There are important deadlines after the Department of Labor & Industry issues your Pennsylvania Unemployment Compensation (UC) Contribution Rate Notice for calendar year 2009, Form UC-657. The department expects to issue Form UC-657 for calendar year 2009 rates to the majority of employers on Dec. 31, 2008. 

If you want to appeal your contribution rate, you must do so within 90 days of the mailing date of Form UC-657. This means timely appeals, based on the Dec. 31, 2008 mailing date, are due by March 31, 2009. If your Form UC-657 is dated after Dec. 31, 2008, adjust your appeal deadline accordingly. 

If you want to make a voluntary contribution to reduce your rate, it must be made no more than 30 days after the mailing date of Form UC-657. For example, if your Form UC-657 is issued Dec. 31, 2008, a timely voluntary contribution will be due by Jan. 30, 2009. However, in order to affect your 2009 rate, a voluntary contribution must be submitted by April 30, 2009, even if April 30 is fewer than 30 days from the date of Form UC-657. 

April 30, 2009, is the last day an employer with a debit reserve account balance may elect to adjust the balance to an amount equal to negative 20 percent of its average annual taxable payroll. In return for the adjustment, the employer must pay contributions at the maximum rate for three years. 

We can assist you in determining if it would be in your best interest for you to make a contribution to reduce your rate.  Call our office today to schedule an appointment!

more news on charitable contributions

IRS research data has indicated that overstating tax deductions for charitable contributions is rampant.  In 2005, 46% of folks who donated noncash items such as vehicles or household goods committed errors.  But tighter substantiation requirements enacted in 2006 won’t eliminate the problem.  Unlike other commonly deducted items, donations aren’t subject to rules requiring third parties to furnish the IRS with corroborating data.

Lawmakers won’t require charities to report receipt of donations, however.  They know such third-party reporting would place a huge burden on the groups.  Instead, the IRS will work harder to spot gifts that are out of line with filers’ incomes.

Failure to comply with substantiation rules nixes a deduction for donations.  The Tax Court re-affirmed this with a couple who tithed their church one year, writing 10 check totaling more than $6,000.  Even though the donations went to a bona fide charity and the couple had canceled checks, the IRS denied the write-off, and the Court agreed because the couple lacked proper written acknowledgments from the church for each gift.  They are required for donations in excess of $250.  (Gomez, TC Summ. Op. 2008-93)

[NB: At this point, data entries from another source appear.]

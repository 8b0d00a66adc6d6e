// SPDX-License-Identifier: BUSL-1.1
// Copyright (c) 2026 Alfred Jean LLC

//! JSONL write-ahead log for controller events, with group commit.
//!
//! Every event is appended as one line `{"seq":N,"event":{...}}` before the
//! controller acts on it. Appends are buffered and flushed with a single
//! fsync (~10ms batches); recovery replays entries after the snapshot's
//! sequence number. A corrupt tail (torn write on crash) is truncated to
//! the last parseable entry.

use cuckoo_core::Event;
use serde::{Deserialize, Serialize};
use std::fs::{File, OpenOptions};
use std::io::{self, BufRead, BufReader, Seek, SeekFrom, Write};
use std::path::{Path, PathBuf};
use std::time::{Duration, Instant};
use thiserror::Error;
use tracing::warn;

/// Flush interval for group commit.
const FLUSH_INTERVAL: Duration = Duration::from_millis(10);

/// Maximum buffered entries before a flush is forced.
const FLUSH_THRESHOLD: usize = 100;

#[derive(Debug, Error)]
pub enum WalError {
    #[error("IO error: {0}")]
    Io(#[from] io::Error),
    #[error("serialization error: {0}")]
    Json(#[from] serde_json::Error),
}

#[derive(Serialize)]
struct RecordRef<'a> {
    seq: u64,
    event: &'a Event,
}

#[derive(Deserialize)]
struct Record {
    seq: u64,
    event: Event,
}

/// One durable log entry.
#[derive(Debug, Clone)]
pub struct WalEntry {
    pub seq: u64,
    pub event: Event,
}

/// Append-only event log.
///
/// Tracks two cursors: `write_seq` (highest assigned sequence) and
/// `processed_seq` (highest sequence the controller has handled; persisted
/// via snapshots, not by the WAL itself).
pub struct Wal {
    file: File,
    path: PathBuf,
    write_seq: u64,
    processed_seq: u64,
    /// JSON lines awaiting the next fsync.
    pending: Vec<Vec<u8>>,
    last_flush: Instant,
    /// Byte offset of the first unprocessed entry.
    read_offset: u64,
}

impl Wal {
    /// Open or create the log. `processed_seq` comes from the snapshot
    /// (0 without one). A corrupt tail is truncated with a warning.
    pub fn open(path: &Path, processed_seq: u64) -> Result<Self, WalError> {
        if let Some(parent) = path.parent() {
            std::fs::create_dir_all(parent)?;
        }

        let file = OpenOptions::new()
            .create(true)
            .read(true)
            .append(true)
            .open(path)?;

        let scan = scan(&file, processed_seq)?;
        if scan.valid_len < scan.total_len {
            warn!(
                path = %path.display(),
                dropped_bytes = scan.total_len - scan.valid_len,
                "truncating corrupt tail of write-ahead log"
            );
            file.set_len(scan.valid_len)?;
            file.sync_all()?;
        }

        Ok(Self {
            file,
            path: path.to_owned(),
            write_seq: scan.max_seq,
            processed_seq,
            pending: Vec::new(),
            last_flush: Instant::now(),
            read_offset: scan.read_offset,
        })
    }

    /// Buffer an event and assign its sequence number. Not durable until
    /// `flush()`.
    pub fn append(&mut self, event: &Event) -> Result<u64, WalError> {
        self.write_seq += 1;
        let record = RecordRef {
            seq: self.write_seq,
            event,
        };
        self.pending.push(serde_json::to_vec(&record)?);
        Ok(self.write_seq)
    }

    /// Whether the group-commit window has elapsed or the buffer is full.
    pub fn needs_flush(&self) -> bool {
        !self.pending.is_empty()
            && (self.last_flush.elapsed() >= FLUSH_INTERVAL
                || self.pending.len() >= FLUSH_THRESHOLD)
    }

    /// Write all buffered entries with a single fsync. The durability point.
    pub fn flush(&mut self) -> Result<(), WalError> {
        if self.pending.is_empty() {
            return Ok(());
        }
        for mut line in self.pending.drain(..) {
            line.push(b'\n');
            self.file.write_all(&line)?;
        }
        self.file.sync_all()?;
        self.last_flush = Instant::now();
        Ok(())
    }

    /// Next entry the controller has not yet processed, if any.
    pub fn next_unprocessed(&mut self) -> Result<Option<WalEntry>, WalError> {
        // Buffered entries must be readable.
        self.flush()?;

        let mut reader = BufReader::new(self.file.try_clone()?);
        reader.seek(SeekFrom::Start(self.read_offset))?;

        let mut line = String::new();
        let bytes_read = reader.read_line(&mut line)?;
        if bytes_read == 0 {
            return Ok(None);
        }
        let trimmed = line.trim();
        if trimmed.is_empty() {
            self.read_offset += bytes_read as u64;
            return Ok(None);
        }

        match serde_json::from_str::<Record>(trimmed) {
            Ok(record) => {
                self.read_offset += bytes_read as u64;
                Ok(Some(WalEntry {
                    seq: record.seq,
                    event: record.event,
                }))
            }
            Err(e) => {
                warn!(offset = self.read_offset, error = %e, "skipping corrupt log entry");
                self.read_offset += bytes_read as u64;
                Ok(None)
            }
        }
    }

    /// Record that the controller handled this sequence. Persisted via the
    /// next snapshot.
    pub fn mark_processed(&mut self, seq: u64) {
        self.processed_seq = seq;
    }

    pub fn processed_seq(&self) -> u64 {
        self.processed_seq
    }

    pub fn write_seq(&self) -> u64 {
        self.write_seq
    }

    /// All entries with sequence greater than `seq`, for recovery replay.
    pub fn entries_after(&self, seq: u64) -> Result<Vec<WalEntry>, WalError> {
        let mut reader = BufReader::new(self.file.try_clone()?);
        reader.seek(SeekFrom::Start(0))?;

        let mut entries = Vec::new();
        let mut line = String::new();
        loop {
            line.clear();
            if reader.read_line(&mut line)? == 0 {
                break;
            }
            let trimmed = line.trim();
            if trimmed.is_empty() {
                continue;
            }
            let Ok(record) = serde_json::from_str::<Record>(trimmed) else {
                // scan() already truncated corruption at open; a parse
                // failure here means a torn concurrent write; stop.
                break;
            };
            if record.seq > seq {
                entries.push(WalEntry {
                    seq: record.seq,
                    event: record.event,
                });
            }
        }
        Ok(entries)
    }

    /// Drop entries with sequence below `seq` by rewriting the file.
    /// Called after a durable checkpoint to reclaim space.
    pub fn truncate_before(&mut self, seq: u64) -> Result<(), WalError> {
        self.flush()?;

        let kept = self.entries_after(seq.saturating_sub(1))?;

        let tmp_path = self.path.with_extension("wal.tmp");
        let mut read_offset = 0u64;
        {
            let mut tmp = File::create(&tmp_path)?;
            let mut offset = 0u64;
            let mut found_unprocessed = false;
            for entry in &kept {
                let record = RecordRef {
                    seq: entry.seq,
                    event: &entry.event,
                };
                let mut line = serde_json::to_vec(&record)?;
                line.push(b'\n');
                if entry.seq > self.processed_seq && !found_unprocessed {
                    read_offset = offset;
                    found_unprocessed = true;
                }
                tmp.write_all(&line)?;
                offset += line.len() as u64;
            }
            if !found_unprocessed {
                read_offset = offset;
            }
            tmp.sync_all()?;
        }

        std::fs::rename(&tmp_path, &self.path)?;
        self.file = OpenOptions::new()
            .create(true)
            .read(true)
            .append(true)
            .open(&self.path)?;
        self.read_offset = read_offset;
        Ok(())
    }
}

struct ScanOutcome {
    max_seq: u64,
    /// Offset of the first entry after `processed_seq`.
    read_offset: u64,
    /// Length of the parseable prefix.
    valid_len: u64,
    total_len: u64,
}

fn scan(file: &File, processed_seq: u64) -> Result<ScanOutcome, WalError> {
    let total_len = file.metadata()?.len();
    let mut reader = BufReader::new(file.try_clone()?);
    reader.seek(SeekFrom::Start(0))?;

    let mut outcome = ScanOutcome {
        max_seq: 0,
        read_offset: 0,
        valid_len: 0,
        total_len,
    };
    let mut offset = 0u64;
    let mut found_unprocessed = false;
    let mut line = String::new();

    loop {
        line.clear();
        let bytes_read = match reader.read_line(&mut line) {
            Ok(0) => break,
            Ok(n) => n,
            Err(e) if e.kind() == io::ErrorKind::InvalidData => break,
            Err(e) => return Err(e.into()),
        };
        // A line without a trailing newline is a torn write; leave it out
        // of the valid prefix so it gets truncated.
        if !line.ends_with('\n') {
            break;
        }
        let trimmed = line.trim();
        if !trimmed.is_empty() {
            let Ok(record) = serde_json::from_str::<Record>(trimmed) else {
                break;
            };
            outcome.max_seq = outcome.max_seq.max(record.seq);
            if record.seq > processed_seq && !found_unprocessed {
                outcome.read_offset = offset;
                found_unprocessed = true;
            }
        }
        offset += bytes_read as u64;
        outcome.valid_len = offset;
    }

    if !found_unprocessed {
        outcome.read_offset = outcome.valid_len;
    }
    Ok(outcome)
}

#[cfg(test)]
#[path = "wal_tests.rs"]
mod tests;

To beat an IRS probe, make sure you have the right documentation, even for donations under $250.  You must keep a canceled check, a bank record or a receipt with the charity’s name and the amount of the gift.  A log isn’t enough.  If you’re deducting donations of used clothing or household goods worth over $500, you must attach an appraisal to your return or the IRS will deny the write-off.

Source:  The Kiplinger Tax Letter, August 8, 2008

wash sales

If you are selling your stocks, mutual funds, etc. prior to the end of the year in order to capitalize on some of your losses, please be aware of the wash sale rules.

Under the wash sale rules, a taxpayer who realizes a loss upon a sale or other disposition of stock or securities may not take a deduction for the loss.  The wash sale rules apply if, within a period beginning 30 days before the date of the sale or disposition and ending 30 days after that date, the taxpayer has acquired, or has entered into a contract or option to acquire, substantially identical stock or securities (Code Sec. 1091(a); Reg. §1.1091-1).  Similarly, a loss realized on the closing of a short sale of stock or securities is disallowed if within 30 days before or after the closing substantially identical stock or securities are sold or another short sale of substantially identical stock or securities is entered into (Code Sec. 1091(e)).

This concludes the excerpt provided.